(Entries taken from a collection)
◇ ◇ ◇ ◇ ◇ ◇ ◇

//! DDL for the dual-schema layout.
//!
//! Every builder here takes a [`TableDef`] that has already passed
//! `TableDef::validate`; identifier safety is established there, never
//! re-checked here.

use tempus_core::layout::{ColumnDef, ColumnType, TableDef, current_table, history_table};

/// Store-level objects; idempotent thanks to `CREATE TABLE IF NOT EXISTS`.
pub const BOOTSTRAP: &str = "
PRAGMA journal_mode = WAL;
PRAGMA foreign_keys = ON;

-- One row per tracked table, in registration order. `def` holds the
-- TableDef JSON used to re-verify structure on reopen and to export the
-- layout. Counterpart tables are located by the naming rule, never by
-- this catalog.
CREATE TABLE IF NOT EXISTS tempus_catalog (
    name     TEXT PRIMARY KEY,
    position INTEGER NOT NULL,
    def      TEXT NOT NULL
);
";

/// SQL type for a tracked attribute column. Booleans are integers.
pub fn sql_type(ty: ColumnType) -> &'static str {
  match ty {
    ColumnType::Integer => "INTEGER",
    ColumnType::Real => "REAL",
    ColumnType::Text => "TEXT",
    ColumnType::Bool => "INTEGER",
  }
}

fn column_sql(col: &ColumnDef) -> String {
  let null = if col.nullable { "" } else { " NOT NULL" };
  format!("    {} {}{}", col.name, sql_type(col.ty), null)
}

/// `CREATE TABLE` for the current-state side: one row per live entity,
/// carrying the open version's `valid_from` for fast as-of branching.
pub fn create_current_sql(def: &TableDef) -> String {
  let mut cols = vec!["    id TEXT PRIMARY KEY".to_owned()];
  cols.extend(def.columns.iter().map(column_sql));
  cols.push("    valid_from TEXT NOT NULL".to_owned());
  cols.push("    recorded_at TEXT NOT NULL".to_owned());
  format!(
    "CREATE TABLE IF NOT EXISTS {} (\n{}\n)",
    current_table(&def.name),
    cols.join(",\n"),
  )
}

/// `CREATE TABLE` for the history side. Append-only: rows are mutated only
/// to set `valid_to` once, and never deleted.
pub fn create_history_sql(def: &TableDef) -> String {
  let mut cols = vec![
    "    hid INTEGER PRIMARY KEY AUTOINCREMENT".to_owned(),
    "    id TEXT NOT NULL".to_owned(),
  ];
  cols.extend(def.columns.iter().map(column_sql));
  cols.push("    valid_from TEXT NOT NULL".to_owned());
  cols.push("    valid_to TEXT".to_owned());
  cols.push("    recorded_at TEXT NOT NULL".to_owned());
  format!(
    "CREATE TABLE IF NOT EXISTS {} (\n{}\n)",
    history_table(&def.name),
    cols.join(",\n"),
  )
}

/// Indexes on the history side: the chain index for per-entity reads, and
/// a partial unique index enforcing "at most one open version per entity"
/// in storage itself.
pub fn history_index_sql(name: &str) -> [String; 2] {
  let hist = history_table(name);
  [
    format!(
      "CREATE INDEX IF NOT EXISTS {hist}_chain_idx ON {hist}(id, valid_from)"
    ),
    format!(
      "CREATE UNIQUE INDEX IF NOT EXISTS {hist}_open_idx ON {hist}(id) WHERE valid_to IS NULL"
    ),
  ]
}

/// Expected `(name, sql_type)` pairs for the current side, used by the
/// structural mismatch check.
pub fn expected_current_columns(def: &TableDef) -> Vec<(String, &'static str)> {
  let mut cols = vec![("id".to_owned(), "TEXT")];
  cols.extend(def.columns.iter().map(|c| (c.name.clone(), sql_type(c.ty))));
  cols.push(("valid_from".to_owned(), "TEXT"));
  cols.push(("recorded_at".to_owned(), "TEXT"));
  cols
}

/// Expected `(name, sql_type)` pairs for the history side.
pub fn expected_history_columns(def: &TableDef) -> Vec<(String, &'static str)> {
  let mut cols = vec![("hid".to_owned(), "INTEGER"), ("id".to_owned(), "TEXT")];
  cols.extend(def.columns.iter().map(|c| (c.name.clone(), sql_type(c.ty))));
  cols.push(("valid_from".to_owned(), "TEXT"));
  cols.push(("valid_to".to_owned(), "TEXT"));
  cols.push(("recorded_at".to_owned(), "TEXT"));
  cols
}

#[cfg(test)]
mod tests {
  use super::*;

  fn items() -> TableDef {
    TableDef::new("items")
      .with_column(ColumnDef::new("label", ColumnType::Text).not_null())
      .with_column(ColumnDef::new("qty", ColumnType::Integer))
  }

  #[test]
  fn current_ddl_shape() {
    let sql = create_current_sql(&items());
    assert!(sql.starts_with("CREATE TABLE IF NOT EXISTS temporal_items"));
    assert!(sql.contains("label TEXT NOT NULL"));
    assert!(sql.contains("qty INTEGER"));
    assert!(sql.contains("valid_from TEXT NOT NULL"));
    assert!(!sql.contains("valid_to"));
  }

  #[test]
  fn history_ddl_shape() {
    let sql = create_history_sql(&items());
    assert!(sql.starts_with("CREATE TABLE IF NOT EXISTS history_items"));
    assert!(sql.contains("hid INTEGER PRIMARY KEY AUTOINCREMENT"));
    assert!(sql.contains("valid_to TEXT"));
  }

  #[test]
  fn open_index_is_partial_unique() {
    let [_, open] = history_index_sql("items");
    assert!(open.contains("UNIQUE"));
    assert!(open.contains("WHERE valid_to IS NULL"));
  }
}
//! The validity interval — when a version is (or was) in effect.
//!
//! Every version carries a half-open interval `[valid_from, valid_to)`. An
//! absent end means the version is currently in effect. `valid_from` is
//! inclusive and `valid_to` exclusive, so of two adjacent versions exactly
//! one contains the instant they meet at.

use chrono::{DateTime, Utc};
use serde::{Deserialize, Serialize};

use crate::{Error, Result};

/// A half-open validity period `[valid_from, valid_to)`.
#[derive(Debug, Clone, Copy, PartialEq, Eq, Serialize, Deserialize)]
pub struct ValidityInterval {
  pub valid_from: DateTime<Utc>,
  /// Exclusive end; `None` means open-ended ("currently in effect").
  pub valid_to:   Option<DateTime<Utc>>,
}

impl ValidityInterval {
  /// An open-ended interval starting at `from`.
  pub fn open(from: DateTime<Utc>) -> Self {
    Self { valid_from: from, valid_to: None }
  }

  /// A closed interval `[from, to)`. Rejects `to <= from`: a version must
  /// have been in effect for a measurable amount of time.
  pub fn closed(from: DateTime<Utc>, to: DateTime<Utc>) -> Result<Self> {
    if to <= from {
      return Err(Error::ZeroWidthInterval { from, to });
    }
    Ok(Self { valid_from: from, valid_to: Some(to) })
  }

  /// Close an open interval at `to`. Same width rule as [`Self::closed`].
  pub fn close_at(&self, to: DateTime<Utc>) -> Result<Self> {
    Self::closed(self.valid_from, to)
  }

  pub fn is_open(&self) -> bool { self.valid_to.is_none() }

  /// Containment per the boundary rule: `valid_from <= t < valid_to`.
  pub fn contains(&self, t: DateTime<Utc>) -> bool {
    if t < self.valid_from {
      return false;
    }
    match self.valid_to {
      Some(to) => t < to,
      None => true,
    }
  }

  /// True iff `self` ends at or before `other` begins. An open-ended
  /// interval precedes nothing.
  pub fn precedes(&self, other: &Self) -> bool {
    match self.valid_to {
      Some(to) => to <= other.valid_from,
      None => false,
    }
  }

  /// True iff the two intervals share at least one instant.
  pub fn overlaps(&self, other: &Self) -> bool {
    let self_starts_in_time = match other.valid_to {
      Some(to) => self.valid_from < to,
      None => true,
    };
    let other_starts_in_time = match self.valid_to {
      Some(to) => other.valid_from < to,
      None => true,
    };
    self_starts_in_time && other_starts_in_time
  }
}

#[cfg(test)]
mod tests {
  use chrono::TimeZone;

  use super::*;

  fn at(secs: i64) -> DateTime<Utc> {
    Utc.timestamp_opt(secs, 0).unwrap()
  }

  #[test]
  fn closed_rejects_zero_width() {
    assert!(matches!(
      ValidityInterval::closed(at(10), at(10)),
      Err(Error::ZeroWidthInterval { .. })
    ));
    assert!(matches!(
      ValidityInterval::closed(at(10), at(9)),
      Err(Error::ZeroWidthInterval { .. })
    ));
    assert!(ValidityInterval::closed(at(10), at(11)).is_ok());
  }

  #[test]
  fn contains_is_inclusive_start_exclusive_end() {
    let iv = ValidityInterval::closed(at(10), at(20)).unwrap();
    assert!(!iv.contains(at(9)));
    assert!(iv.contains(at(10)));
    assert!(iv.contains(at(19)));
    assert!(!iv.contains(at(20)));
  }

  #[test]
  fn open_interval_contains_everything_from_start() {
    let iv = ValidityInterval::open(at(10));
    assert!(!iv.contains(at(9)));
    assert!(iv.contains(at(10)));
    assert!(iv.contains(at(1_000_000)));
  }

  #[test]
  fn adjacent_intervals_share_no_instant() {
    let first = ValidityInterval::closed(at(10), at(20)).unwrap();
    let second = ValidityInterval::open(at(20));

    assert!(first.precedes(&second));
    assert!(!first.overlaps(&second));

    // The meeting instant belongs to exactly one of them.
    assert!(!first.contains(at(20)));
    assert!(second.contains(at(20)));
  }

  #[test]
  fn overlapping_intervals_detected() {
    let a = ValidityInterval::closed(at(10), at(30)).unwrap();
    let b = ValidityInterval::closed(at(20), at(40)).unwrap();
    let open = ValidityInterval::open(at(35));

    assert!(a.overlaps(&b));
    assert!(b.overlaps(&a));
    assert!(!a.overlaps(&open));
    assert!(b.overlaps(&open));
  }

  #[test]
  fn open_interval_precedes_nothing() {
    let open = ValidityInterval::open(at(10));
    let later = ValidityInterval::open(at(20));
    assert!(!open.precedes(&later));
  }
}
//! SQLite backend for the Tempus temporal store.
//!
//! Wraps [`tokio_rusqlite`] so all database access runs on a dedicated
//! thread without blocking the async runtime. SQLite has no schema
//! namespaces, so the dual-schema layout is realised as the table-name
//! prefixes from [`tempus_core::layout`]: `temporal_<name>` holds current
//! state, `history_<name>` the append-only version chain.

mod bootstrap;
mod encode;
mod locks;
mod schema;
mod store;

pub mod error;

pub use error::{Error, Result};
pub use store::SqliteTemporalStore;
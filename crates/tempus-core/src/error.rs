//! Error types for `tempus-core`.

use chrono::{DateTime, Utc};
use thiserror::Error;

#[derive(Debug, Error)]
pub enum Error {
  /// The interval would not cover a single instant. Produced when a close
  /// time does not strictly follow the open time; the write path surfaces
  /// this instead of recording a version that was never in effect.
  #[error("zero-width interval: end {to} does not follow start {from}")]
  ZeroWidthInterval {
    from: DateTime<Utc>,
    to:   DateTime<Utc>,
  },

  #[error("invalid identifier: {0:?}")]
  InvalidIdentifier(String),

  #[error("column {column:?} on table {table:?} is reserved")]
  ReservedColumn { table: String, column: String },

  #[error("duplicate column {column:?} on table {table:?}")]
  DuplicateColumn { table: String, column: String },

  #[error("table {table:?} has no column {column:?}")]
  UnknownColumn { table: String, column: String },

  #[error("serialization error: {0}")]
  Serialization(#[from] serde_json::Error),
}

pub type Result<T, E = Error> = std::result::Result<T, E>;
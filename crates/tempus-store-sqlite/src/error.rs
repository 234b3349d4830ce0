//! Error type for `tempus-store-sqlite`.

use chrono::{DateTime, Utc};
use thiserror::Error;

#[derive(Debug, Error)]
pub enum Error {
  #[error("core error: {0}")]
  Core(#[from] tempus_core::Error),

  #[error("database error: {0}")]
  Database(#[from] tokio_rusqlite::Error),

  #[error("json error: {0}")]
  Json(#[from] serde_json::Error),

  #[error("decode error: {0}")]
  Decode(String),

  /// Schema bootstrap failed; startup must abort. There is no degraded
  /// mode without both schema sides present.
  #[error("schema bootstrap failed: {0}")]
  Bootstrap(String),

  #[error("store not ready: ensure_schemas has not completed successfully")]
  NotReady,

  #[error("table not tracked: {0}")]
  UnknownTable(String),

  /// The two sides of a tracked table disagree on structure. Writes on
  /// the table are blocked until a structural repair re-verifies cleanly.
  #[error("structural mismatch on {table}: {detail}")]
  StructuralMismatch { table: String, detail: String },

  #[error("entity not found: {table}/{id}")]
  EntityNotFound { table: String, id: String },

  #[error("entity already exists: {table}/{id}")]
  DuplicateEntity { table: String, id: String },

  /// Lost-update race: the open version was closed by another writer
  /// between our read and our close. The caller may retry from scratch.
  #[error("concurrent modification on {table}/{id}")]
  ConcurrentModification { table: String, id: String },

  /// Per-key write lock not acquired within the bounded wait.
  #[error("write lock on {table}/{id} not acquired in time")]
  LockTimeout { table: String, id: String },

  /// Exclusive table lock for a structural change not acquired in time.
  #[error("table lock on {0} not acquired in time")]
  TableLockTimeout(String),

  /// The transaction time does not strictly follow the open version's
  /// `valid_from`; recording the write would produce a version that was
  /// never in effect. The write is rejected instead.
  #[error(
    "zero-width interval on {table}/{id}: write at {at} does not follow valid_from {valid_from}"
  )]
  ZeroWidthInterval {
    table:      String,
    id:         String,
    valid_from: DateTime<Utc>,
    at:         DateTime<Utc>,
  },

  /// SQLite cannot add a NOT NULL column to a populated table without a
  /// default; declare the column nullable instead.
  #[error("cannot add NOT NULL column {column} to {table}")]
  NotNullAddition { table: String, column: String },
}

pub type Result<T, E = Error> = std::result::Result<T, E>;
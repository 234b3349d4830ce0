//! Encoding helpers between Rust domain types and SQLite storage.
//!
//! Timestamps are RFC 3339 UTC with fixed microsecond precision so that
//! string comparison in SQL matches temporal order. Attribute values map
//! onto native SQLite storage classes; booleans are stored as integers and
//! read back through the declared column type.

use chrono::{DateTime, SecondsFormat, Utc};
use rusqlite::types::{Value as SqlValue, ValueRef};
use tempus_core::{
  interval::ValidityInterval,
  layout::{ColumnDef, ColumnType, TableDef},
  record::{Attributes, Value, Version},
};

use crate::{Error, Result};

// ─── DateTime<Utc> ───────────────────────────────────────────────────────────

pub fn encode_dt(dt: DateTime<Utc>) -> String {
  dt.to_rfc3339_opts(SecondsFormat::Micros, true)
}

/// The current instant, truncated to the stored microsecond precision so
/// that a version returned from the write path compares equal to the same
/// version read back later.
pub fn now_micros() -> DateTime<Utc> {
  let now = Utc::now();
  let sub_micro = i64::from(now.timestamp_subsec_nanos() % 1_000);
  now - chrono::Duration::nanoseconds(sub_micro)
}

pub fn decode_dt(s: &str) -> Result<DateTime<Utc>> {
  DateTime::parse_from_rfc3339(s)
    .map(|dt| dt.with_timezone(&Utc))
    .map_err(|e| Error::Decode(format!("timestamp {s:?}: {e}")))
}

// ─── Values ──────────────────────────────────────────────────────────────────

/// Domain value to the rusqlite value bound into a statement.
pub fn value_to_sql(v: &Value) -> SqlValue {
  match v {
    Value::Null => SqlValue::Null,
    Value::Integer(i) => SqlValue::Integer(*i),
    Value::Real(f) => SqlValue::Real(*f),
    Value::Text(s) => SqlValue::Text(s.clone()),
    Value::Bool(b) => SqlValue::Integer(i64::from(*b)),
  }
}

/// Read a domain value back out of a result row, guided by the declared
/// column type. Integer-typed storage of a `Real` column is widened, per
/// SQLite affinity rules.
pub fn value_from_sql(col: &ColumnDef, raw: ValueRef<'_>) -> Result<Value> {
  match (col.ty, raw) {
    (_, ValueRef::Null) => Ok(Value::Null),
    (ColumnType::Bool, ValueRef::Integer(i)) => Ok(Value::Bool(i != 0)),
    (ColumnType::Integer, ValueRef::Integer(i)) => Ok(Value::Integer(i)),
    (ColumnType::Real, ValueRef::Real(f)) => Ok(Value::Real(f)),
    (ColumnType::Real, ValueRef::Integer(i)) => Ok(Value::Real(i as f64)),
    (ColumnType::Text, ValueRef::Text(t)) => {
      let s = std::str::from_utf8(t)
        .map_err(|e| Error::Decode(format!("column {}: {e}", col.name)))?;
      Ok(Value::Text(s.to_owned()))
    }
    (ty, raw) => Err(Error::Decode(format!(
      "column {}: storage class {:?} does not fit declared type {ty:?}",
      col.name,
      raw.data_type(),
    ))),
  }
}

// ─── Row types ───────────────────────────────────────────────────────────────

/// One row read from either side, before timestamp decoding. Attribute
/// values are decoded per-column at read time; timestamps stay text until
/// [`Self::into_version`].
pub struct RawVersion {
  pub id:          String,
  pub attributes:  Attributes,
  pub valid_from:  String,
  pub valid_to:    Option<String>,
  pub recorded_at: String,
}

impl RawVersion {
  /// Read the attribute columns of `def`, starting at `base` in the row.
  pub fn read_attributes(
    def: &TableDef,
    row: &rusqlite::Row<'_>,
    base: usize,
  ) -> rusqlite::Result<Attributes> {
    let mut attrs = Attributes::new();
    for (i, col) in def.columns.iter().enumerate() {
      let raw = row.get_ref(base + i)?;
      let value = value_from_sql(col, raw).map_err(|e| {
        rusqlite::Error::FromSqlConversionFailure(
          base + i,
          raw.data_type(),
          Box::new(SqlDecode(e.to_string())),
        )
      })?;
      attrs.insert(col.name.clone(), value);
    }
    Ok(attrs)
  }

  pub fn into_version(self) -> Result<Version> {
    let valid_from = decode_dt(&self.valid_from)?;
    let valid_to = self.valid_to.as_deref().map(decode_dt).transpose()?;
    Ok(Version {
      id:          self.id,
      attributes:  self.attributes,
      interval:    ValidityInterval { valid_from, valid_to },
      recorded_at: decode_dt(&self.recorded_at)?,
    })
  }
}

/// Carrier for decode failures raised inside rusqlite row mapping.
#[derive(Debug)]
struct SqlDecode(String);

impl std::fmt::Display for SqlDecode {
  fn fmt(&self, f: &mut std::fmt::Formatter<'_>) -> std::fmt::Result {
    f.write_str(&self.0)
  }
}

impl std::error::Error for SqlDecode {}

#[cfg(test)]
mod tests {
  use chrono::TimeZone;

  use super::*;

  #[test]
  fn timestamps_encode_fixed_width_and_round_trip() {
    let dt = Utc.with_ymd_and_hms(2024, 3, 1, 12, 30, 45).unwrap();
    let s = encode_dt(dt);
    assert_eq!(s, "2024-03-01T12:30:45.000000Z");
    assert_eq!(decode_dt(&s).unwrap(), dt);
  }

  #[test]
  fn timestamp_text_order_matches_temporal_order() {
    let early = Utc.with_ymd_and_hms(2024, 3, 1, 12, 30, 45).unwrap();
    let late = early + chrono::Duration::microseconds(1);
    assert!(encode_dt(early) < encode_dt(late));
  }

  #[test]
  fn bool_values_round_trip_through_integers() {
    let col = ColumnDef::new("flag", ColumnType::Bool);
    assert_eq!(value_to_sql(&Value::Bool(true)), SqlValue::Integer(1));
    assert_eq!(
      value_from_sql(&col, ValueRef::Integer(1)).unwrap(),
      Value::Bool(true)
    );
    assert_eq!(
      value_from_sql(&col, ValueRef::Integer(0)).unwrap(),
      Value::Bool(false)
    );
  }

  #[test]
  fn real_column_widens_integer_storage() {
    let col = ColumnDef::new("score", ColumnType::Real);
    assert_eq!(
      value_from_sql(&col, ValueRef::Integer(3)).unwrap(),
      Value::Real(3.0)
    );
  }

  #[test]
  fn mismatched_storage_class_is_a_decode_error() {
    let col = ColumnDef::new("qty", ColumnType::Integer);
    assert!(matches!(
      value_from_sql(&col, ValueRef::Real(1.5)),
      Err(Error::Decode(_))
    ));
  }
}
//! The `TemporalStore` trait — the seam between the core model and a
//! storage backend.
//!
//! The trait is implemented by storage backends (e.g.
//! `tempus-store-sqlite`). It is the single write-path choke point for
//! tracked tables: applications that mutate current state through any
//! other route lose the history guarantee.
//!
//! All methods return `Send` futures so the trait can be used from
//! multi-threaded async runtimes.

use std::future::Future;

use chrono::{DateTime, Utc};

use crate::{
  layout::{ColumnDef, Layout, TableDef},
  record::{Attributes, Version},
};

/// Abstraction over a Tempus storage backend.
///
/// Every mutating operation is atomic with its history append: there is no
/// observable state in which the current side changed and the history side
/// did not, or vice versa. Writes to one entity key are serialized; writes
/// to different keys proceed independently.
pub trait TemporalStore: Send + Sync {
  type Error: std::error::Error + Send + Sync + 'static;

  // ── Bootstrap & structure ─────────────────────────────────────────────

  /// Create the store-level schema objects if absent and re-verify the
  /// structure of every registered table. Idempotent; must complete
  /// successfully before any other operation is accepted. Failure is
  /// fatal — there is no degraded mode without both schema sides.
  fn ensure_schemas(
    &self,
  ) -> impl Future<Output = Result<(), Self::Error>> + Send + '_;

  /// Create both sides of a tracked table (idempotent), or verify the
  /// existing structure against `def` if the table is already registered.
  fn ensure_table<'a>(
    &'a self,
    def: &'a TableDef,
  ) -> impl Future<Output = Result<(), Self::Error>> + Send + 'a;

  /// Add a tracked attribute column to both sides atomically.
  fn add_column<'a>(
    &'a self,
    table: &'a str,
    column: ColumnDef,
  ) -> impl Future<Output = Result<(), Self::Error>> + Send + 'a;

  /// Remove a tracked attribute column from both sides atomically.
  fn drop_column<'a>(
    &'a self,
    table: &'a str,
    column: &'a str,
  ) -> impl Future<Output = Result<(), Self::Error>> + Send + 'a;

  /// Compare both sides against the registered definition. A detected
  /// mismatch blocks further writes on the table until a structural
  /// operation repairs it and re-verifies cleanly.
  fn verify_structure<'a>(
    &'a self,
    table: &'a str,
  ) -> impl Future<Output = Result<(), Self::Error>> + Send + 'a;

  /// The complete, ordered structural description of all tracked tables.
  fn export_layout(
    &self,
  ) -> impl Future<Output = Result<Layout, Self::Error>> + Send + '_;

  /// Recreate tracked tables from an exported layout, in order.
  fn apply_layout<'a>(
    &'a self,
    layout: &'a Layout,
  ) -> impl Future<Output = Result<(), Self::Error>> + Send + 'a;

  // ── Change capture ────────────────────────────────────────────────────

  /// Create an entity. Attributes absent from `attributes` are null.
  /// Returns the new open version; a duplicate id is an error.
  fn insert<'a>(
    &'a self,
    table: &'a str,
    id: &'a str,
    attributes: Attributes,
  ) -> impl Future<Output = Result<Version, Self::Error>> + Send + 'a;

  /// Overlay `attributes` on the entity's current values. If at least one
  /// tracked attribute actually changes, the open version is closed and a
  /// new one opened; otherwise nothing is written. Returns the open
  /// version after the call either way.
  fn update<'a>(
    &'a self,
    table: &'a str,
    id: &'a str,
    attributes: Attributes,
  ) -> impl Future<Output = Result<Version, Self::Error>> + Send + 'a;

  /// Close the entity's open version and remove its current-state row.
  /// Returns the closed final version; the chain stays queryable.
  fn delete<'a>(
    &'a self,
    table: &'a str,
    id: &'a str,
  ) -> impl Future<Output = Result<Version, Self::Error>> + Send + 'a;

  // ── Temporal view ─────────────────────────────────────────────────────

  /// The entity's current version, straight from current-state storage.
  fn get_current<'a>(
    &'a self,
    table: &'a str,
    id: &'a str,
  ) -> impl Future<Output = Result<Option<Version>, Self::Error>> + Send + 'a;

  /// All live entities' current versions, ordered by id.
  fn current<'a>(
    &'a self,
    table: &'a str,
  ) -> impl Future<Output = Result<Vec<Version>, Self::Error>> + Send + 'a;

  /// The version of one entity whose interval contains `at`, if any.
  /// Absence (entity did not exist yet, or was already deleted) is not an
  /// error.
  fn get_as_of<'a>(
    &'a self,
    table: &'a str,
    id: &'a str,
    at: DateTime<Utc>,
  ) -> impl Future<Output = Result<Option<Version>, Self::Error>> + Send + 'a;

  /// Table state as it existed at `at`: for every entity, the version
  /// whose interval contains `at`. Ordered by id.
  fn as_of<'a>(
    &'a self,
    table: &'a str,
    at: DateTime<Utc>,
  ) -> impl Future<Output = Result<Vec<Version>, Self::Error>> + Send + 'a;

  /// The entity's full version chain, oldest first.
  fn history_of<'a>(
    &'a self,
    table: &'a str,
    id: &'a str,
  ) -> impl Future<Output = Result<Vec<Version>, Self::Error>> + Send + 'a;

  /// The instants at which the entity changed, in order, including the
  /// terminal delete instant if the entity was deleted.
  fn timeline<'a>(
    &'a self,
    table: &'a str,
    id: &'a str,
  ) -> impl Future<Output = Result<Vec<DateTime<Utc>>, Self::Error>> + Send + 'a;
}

◇ ◇ ◇ ◇ ◇ ◇ ◇

* [PROBLEM TO SOLVE] Reproduce each line above that contains "attrs".

* [RESULT OF THE EXERCISE]
    let mut attrs = Attributes::new();
      attrs.insert(col.name.clone(), value);
    Ok(attrs)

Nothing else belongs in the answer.